• Goal of the exercise
Which of the lines below hold the word "view"? Pull each of them out.

• Dataset
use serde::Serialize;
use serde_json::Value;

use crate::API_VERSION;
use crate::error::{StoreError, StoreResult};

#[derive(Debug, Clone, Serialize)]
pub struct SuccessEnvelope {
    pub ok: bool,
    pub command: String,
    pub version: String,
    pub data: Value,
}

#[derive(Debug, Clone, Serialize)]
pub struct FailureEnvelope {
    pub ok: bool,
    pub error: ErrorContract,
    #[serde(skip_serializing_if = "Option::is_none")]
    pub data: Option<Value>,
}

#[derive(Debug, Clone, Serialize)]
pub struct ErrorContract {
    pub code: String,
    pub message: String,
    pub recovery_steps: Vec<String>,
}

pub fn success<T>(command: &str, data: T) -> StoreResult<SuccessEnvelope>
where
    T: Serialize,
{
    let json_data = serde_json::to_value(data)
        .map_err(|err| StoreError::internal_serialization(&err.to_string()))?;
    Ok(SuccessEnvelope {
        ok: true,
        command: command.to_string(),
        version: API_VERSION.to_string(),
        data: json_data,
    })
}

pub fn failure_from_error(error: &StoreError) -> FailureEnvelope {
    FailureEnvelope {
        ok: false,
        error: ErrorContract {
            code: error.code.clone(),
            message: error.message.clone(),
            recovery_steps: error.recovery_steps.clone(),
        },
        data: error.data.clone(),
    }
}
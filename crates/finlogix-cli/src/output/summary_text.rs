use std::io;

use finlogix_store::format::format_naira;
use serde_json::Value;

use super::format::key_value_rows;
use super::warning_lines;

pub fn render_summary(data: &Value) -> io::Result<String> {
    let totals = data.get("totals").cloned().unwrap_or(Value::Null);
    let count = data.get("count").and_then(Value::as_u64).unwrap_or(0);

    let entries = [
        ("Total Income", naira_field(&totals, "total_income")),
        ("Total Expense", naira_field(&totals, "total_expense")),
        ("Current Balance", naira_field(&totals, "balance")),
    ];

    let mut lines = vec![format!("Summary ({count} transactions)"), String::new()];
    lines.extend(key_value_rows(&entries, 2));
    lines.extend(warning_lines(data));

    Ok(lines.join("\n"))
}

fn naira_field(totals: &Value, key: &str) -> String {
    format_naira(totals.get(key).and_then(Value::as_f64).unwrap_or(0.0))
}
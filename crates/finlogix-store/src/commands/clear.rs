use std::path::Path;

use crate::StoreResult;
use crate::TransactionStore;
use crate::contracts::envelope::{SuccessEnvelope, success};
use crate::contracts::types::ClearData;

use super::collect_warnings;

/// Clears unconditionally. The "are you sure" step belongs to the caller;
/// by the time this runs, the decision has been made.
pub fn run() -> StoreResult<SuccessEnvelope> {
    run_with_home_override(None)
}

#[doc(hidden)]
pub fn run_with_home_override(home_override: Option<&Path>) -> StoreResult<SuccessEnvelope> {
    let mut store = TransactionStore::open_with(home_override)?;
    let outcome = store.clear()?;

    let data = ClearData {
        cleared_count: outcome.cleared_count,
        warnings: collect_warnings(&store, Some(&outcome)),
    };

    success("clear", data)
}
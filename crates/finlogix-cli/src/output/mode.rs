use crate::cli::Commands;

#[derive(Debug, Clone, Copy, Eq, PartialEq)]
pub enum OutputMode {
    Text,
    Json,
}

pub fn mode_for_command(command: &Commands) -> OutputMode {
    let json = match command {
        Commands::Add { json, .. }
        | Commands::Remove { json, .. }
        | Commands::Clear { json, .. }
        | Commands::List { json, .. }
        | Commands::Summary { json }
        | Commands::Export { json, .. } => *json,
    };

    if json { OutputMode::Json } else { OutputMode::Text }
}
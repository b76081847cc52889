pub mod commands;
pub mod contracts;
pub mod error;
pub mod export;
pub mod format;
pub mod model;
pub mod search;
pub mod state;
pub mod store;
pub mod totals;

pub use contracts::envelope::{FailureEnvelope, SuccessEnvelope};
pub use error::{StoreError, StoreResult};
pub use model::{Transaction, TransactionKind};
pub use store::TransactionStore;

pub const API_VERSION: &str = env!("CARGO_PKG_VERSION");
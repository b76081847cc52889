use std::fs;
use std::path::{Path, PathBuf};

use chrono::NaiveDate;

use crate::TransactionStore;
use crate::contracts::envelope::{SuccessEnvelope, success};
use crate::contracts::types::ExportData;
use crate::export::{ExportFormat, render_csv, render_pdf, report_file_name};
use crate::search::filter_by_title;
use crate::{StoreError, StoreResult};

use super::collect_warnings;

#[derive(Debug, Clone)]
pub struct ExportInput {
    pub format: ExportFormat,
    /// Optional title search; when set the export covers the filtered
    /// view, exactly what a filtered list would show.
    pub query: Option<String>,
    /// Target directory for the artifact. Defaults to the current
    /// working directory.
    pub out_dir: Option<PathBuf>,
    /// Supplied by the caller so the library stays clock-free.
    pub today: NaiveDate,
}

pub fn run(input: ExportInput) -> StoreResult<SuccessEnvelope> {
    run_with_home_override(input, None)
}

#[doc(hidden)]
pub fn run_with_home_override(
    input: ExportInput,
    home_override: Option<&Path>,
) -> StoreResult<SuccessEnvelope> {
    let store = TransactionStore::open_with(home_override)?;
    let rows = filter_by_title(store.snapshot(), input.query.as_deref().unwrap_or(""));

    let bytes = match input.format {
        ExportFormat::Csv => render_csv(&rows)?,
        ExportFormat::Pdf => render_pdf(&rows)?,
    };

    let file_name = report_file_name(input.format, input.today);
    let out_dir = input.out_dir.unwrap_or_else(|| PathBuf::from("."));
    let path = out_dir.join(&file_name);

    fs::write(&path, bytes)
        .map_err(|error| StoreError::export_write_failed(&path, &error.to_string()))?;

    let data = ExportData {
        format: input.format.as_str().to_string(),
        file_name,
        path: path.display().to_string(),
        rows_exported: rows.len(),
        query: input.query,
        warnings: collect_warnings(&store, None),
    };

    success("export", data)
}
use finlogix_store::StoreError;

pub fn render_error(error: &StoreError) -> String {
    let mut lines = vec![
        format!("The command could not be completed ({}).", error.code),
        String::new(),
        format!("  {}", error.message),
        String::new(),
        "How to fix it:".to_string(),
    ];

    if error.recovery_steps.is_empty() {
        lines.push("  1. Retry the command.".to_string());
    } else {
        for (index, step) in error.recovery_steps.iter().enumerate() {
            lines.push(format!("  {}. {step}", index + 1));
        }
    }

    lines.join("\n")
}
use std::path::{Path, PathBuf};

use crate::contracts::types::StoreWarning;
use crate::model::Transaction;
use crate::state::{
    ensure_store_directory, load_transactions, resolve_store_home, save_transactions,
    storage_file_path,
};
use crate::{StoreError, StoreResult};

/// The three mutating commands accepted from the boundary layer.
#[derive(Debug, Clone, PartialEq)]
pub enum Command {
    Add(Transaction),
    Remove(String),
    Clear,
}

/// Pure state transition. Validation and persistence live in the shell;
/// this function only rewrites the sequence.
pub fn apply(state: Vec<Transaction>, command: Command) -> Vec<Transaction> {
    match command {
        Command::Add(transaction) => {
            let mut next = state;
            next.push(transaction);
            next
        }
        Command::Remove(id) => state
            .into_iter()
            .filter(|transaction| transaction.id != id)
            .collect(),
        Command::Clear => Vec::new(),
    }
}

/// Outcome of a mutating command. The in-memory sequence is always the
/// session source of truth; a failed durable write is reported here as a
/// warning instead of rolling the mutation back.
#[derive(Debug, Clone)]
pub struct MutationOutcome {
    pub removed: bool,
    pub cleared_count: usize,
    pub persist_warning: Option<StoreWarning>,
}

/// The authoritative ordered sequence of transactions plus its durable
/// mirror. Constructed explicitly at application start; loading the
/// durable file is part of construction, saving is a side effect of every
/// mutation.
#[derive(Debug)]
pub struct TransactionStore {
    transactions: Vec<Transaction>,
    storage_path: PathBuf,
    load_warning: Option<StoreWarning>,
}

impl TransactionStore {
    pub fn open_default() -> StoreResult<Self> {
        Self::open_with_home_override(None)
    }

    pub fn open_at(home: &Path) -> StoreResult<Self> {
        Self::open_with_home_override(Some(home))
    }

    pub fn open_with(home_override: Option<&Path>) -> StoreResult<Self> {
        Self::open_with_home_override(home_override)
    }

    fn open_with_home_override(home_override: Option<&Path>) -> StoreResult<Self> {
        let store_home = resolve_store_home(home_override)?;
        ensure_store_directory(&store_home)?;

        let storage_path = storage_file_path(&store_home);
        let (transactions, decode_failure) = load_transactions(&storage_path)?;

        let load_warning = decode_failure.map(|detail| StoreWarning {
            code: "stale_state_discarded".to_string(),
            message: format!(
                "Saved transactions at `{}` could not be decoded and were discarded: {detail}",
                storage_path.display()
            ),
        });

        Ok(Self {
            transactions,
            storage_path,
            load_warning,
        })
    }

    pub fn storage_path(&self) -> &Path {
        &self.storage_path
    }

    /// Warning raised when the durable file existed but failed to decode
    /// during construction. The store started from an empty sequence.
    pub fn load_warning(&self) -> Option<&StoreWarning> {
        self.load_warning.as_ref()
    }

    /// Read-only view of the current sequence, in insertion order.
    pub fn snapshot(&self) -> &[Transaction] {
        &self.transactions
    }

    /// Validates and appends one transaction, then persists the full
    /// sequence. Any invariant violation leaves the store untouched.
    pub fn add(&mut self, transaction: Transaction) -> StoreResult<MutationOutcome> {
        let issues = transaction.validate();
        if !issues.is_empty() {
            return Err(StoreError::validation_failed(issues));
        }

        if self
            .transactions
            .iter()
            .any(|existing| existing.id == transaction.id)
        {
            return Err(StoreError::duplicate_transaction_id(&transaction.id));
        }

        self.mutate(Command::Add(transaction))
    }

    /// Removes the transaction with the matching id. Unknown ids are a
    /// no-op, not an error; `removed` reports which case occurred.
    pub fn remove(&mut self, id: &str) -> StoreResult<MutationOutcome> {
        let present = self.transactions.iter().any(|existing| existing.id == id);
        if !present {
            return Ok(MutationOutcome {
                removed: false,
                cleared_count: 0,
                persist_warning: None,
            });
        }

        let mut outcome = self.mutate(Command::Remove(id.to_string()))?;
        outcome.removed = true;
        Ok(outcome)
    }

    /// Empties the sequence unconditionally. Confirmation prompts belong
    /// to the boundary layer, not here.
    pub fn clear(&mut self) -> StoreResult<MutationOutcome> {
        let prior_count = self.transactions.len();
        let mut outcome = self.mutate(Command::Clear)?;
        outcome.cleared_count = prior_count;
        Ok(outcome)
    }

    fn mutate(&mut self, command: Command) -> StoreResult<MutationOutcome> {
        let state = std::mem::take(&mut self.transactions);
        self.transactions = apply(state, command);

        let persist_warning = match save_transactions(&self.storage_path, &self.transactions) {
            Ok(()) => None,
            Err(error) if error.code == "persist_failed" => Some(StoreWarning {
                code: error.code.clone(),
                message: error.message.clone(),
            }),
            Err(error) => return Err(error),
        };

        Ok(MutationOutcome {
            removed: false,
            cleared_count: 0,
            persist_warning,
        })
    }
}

• Reply to the exercise
    /// view, exactly what a filtered list would show.
    /// Read-only view of the current sequence, in insertion order.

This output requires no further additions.